▶ _PROVIDED MATERIAL_:
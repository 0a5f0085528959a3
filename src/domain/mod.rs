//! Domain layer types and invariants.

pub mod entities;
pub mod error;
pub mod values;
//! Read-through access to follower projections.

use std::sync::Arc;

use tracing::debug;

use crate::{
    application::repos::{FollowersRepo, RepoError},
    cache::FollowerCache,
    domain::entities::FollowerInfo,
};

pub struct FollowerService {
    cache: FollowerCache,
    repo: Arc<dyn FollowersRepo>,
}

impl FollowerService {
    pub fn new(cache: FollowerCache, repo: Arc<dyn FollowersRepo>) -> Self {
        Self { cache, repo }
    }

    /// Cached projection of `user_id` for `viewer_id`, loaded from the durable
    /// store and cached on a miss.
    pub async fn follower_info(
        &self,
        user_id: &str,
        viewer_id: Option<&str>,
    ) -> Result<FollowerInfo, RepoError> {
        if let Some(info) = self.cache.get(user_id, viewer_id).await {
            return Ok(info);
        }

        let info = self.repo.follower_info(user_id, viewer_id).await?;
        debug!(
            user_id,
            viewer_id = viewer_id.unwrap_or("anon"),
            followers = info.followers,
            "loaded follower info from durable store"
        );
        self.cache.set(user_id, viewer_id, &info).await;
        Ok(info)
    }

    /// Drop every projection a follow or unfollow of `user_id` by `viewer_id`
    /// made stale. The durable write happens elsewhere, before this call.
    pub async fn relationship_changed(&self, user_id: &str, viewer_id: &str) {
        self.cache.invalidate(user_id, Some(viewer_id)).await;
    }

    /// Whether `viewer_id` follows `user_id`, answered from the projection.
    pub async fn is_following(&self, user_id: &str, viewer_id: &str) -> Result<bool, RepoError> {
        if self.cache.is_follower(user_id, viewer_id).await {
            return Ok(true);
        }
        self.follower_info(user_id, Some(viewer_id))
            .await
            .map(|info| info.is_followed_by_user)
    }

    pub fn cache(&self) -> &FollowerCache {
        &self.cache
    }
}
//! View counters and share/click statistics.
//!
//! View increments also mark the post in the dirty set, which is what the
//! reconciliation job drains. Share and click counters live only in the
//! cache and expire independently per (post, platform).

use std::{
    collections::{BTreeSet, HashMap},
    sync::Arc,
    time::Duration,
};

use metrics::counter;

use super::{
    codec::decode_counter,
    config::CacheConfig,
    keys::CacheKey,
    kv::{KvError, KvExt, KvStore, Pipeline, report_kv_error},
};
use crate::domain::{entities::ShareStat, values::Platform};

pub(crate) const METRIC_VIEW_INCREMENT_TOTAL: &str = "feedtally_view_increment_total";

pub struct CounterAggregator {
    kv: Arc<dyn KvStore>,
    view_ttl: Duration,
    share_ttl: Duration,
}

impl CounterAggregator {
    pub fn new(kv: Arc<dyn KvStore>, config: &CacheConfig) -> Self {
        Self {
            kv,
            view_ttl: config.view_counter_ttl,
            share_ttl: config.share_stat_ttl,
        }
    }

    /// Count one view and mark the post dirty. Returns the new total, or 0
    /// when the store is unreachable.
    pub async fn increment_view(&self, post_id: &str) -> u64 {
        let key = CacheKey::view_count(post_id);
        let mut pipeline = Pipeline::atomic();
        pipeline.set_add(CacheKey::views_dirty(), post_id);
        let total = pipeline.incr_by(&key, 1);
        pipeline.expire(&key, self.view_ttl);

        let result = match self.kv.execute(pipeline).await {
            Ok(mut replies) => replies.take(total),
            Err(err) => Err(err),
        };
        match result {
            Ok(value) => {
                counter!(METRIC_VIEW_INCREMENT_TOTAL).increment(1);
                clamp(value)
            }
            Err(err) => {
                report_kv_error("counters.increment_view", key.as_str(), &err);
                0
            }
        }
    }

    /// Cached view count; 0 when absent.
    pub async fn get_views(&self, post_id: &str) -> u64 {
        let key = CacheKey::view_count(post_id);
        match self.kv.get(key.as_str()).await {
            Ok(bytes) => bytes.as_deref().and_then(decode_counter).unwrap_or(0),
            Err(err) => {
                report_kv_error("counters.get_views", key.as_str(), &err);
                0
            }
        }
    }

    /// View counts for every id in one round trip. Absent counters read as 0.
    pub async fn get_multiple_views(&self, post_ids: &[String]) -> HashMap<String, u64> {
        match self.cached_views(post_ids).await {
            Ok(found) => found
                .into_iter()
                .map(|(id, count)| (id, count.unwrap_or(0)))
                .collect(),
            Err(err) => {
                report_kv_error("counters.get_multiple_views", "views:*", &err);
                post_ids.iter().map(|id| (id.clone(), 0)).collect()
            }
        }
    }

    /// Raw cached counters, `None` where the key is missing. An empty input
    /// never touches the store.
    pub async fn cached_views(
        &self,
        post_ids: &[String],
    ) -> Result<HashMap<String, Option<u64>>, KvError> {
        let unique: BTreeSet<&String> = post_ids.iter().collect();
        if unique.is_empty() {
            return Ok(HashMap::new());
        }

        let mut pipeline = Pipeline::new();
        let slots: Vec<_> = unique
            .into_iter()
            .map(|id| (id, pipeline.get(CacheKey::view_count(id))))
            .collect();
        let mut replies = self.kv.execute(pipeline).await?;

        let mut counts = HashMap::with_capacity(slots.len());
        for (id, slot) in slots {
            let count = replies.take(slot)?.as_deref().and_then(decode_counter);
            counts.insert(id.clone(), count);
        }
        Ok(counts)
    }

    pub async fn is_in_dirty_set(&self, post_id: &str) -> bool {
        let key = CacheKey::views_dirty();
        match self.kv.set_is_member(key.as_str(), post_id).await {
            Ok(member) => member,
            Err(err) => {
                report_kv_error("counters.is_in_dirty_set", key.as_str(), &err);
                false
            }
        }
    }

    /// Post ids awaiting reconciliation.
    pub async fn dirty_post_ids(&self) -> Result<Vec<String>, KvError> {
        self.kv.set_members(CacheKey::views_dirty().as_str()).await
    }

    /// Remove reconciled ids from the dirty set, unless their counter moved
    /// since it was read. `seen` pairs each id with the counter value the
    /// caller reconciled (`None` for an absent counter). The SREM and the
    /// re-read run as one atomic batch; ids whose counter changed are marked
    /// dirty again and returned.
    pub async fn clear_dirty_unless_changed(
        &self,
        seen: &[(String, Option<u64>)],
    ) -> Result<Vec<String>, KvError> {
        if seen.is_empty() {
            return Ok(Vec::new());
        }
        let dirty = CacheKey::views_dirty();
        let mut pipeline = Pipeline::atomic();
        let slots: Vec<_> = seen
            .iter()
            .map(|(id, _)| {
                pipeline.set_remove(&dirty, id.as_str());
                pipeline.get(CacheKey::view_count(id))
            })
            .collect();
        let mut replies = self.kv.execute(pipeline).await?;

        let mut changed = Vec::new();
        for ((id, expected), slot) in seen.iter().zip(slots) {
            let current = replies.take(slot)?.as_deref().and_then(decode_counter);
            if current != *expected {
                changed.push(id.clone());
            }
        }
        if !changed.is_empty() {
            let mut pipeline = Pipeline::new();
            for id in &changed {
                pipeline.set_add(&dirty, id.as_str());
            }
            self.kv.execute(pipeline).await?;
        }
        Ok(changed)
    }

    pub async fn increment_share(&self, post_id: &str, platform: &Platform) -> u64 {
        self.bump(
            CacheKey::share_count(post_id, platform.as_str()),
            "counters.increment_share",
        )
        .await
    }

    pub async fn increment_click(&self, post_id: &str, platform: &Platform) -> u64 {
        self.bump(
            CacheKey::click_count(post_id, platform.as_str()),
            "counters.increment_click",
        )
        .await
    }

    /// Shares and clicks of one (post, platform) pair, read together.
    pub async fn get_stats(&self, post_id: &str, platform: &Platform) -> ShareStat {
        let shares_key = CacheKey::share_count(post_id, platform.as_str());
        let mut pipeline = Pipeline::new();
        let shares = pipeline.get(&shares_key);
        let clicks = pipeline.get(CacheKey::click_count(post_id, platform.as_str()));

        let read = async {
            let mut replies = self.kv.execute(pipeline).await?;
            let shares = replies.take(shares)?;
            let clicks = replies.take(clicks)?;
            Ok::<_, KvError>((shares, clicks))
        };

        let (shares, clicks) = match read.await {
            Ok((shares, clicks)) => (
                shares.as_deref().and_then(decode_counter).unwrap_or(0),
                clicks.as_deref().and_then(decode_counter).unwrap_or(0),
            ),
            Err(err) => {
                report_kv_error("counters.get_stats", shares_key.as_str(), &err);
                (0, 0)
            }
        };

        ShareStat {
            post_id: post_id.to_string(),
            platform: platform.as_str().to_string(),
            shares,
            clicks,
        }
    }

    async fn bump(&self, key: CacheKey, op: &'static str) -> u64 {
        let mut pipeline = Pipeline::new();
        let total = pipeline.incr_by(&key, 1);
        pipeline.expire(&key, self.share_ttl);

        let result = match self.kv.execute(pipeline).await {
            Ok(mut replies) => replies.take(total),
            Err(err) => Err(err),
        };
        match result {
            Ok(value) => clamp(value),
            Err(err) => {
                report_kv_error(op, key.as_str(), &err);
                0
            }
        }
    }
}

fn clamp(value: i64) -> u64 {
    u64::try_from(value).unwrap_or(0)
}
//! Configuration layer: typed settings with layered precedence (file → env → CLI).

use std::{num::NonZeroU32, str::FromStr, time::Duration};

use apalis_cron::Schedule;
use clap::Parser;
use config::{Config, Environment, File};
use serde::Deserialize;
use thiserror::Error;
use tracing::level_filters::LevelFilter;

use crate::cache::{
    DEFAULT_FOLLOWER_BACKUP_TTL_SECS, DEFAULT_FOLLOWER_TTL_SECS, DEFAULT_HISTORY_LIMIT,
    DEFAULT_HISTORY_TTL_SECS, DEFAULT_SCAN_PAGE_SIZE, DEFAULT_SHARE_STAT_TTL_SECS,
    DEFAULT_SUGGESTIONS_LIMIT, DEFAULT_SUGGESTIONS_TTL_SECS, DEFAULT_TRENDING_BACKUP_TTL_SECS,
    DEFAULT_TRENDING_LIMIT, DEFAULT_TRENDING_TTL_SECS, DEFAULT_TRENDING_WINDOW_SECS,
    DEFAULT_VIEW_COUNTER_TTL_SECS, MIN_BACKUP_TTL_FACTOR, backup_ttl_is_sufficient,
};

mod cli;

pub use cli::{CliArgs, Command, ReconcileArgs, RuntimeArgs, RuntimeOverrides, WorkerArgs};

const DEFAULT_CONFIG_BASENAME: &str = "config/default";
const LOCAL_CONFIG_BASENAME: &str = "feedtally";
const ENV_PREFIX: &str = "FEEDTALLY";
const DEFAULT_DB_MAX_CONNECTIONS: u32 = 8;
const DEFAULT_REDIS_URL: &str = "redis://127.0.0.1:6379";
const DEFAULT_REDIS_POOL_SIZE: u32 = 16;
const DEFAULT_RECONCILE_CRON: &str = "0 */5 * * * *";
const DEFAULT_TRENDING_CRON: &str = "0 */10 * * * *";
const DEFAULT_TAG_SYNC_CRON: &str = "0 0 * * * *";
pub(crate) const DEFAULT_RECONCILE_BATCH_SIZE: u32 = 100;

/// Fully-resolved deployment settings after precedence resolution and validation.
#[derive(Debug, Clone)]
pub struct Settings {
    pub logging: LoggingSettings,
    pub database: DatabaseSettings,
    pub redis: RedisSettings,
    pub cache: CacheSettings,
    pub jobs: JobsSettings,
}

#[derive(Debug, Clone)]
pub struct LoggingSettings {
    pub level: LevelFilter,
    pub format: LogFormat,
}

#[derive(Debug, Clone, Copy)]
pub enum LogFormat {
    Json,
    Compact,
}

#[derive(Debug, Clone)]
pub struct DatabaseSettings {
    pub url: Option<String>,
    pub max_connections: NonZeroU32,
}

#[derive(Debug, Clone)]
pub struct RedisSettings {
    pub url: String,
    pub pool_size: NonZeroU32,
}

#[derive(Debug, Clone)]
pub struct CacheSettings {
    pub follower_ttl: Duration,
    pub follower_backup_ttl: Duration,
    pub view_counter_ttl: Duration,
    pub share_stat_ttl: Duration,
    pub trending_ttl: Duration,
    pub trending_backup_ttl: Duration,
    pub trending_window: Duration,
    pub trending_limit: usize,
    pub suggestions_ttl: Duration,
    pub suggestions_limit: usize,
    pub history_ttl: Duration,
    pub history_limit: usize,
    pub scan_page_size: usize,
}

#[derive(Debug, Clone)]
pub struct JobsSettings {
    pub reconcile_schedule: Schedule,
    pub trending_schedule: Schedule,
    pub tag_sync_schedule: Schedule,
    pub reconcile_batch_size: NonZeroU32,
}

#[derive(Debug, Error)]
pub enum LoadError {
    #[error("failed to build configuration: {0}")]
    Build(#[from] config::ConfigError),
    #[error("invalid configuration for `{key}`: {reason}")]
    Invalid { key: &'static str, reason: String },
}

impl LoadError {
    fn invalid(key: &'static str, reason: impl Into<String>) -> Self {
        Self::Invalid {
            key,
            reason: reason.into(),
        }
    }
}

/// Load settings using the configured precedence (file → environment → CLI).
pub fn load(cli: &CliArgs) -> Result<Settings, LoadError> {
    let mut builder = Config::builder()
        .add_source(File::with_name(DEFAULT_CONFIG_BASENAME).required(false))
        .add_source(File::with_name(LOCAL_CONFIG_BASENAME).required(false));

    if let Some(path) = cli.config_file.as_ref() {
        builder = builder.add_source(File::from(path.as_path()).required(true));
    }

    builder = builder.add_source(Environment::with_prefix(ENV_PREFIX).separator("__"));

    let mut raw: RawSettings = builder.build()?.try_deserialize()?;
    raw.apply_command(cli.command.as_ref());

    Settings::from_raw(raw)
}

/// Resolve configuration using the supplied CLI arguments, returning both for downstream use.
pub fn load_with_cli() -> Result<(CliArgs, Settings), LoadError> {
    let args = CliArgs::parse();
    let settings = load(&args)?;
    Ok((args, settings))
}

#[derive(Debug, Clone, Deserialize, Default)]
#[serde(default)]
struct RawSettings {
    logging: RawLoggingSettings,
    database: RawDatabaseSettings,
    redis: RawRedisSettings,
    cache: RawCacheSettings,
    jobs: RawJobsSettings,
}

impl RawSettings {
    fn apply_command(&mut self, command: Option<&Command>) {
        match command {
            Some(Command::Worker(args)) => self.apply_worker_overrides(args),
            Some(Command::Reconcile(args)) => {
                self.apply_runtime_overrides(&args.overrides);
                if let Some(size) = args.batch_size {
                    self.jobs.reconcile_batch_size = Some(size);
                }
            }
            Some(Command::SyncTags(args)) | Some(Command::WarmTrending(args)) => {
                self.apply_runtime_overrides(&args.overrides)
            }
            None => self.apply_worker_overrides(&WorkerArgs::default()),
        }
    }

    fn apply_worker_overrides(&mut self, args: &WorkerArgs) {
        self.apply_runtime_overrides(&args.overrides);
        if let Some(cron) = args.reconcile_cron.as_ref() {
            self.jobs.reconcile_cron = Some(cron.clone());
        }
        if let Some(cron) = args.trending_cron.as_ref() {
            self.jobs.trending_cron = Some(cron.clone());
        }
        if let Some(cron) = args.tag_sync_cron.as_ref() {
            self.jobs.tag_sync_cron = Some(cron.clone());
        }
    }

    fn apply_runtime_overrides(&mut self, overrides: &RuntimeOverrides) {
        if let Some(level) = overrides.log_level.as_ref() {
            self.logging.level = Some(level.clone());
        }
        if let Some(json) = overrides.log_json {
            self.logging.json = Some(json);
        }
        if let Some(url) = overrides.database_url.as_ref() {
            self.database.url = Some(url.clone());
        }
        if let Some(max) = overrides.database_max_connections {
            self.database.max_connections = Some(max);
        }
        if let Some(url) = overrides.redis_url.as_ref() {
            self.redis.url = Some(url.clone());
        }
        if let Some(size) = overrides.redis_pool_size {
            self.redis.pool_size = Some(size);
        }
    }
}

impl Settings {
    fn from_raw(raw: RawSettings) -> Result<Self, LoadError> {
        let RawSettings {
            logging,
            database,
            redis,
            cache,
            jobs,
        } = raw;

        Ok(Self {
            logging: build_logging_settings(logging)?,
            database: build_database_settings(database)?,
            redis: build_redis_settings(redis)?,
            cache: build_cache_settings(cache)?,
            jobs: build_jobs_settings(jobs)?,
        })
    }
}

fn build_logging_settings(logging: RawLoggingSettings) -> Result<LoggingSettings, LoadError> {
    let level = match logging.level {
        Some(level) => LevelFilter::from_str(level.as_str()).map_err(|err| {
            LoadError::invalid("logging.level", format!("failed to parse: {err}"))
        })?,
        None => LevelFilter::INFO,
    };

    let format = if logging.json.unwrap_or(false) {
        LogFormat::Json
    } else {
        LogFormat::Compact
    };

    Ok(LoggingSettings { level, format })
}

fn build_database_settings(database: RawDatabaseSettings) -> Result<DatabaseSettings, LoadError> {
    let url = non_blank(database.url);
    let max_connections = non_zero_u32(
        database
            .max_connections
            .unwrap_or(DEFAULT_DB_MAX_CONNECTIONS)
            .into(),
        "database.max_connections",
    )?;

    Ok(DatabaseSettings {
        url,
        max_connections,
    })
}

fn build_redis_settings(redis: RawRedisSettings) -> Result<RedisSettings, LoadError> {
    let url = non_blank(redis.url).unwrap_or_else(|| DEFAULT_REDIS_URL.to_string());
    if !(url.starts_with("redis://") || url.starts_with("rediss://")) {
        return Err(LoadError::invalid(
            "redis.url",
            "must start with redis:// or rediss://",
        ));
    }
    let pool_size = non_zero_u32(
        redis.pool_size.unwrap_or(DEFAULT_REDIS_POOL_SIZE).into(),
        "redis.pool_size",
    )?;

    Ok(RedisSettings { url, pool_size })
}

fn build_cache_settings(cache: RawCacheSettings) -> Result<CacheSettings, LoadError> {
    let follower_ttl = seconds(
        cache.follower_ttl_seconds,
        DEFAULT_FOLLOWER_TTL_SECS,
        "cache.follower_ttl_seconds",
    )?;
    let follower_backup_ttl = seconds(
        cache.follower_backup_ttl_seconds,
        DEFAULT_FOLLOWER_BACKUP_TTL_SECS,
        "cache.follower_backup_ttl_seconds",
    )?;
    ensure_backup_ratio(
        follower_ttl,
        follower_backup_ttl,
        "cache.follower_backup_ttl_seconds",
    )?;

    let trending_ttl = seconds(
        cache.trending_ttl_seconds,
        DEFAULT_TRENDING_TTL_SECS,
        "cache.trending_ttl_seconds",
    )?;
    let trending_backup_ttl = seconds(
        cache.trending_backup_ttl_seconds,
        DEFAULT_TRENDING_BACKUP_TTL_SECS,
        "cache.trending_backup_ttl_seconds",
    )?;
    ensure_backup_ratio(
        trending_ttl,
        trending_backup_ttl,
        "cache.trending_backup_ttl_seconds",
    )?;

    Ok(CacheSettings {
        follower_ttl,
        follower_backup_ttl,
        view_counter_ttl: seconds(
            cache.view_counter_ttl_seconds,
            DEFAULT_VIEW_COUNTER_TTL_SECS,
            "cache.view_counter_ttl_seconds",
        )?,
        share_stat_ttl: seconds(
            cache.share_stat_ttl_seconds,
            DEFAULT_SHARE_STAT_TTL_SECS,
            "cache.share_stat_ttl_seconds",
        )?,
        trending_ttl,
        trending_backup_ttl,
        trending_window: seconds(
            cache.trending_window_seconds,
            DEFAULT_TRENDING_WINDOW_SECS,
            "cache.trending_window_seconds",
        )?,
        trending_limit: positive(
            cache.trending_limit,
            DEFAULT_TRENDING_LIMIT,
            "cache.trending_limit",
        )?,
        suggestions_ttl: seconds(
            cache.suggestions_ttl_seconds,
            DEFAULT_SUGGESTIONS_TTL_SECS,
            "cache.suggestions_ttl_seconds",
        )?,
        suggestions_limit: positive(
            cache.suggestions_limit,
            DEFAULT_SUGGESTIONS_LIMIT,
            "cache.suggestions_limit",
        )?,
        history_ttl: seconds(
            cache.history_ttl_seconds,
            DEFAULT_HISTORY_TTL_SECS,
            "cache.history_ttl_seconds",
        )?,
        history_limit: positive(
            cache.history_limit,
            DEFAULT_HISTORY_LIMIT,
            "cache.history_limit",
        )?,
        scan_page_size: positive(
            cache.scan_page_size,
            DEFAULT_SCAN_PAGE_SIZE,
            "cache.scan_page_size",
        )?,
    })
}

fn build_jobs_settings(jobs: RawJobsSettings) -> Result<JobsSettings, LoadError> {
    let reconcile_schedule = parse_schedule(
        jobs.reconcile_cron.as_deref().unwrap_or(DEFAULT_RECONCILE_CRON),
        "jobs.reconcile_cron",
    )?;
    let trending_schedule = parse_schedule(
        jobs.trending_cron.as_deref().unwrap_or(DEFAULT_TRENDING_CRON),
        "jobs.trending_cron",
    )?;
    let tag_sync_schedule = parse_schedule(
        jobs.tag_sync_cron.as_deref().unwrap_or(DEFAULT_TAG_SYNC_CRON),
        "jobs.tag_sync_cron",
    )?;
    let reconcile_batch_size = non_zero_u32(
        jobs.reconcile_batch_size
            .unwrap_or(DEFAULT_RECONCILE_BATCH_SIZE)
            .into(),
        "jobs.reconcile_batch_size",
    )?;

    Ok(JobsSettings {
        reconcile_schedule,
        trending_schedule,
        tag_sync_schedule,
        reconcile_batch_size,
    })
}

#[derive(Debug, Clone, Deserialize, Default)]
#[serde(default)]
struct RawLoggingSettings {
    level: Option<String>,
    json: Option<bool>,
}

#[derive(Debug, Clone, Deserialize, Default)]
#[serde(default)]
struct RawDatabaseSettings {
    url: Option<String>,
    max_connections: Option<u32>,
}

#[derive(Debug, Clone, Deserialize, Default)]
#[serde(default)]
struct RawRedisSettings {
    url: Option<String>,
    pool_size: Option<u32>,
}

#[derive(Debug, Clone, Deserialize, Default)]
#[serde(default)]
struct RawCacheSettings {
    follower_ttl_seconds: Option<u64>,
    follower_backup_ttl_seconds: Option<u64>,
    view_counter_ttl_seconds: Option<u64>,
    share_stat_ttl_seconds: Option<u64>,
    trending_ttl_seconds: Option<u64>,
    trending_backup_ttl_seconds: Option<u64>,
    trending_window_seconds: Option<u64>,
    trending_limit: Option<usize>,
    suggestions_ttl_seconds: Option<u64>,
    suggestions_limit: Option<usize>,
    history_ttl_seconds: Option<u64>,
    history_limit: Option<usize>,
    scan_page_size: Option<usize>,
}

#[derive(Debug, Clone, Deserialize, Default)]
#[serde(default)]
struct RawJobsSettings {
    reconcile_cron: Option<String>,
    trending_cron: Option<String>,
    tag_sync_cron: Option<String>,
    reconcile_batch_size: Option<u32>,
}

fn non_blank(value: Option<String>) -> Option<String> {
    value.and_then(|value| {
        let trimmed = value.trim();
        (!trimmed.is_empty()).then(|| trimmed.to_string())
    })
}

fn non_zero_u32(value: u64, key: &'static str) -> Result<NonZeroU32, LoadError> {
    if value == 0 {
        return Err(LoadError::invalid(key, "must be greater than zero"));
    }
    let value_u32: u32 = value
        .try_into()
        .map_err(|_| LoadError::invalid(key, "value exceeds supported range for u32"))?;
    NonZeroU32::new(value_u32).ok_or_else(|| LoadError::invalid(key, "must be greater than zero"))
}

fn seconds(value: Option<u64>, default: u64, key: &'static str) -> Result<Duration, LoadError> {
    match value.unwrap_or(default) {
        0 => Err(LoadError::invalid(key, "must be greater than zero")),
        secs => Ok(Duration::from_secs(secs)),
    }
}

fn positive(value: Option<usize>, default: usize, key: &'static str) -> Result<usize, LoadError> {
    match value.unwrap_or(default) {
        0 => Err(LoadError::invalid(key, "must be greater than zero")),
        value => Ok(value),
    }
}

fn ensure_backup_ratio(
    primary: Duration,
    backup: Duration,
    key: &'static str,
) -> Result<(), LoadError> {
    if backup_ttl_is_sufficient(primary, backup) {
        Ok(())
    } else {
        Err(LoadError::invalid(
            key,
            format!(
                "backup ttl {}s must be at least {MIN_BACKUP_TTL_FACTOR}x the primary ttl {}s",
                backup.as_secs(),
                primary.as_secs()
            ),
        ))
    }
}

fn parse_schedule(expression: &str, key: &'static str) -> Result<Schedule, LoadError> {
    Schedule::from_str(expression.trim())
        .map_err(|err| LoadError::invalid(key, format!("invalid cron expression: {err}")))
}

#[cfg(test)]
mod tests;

▶ _PROBLEM REQUIREMENTS_: Your answer must be a copy of every line in the data above that holds the string "current".

▶ _EXERCISE RESULT_:
            let current = replies.take(slot)?.as_deref().and_then(decode_counter);
            if current != *expected {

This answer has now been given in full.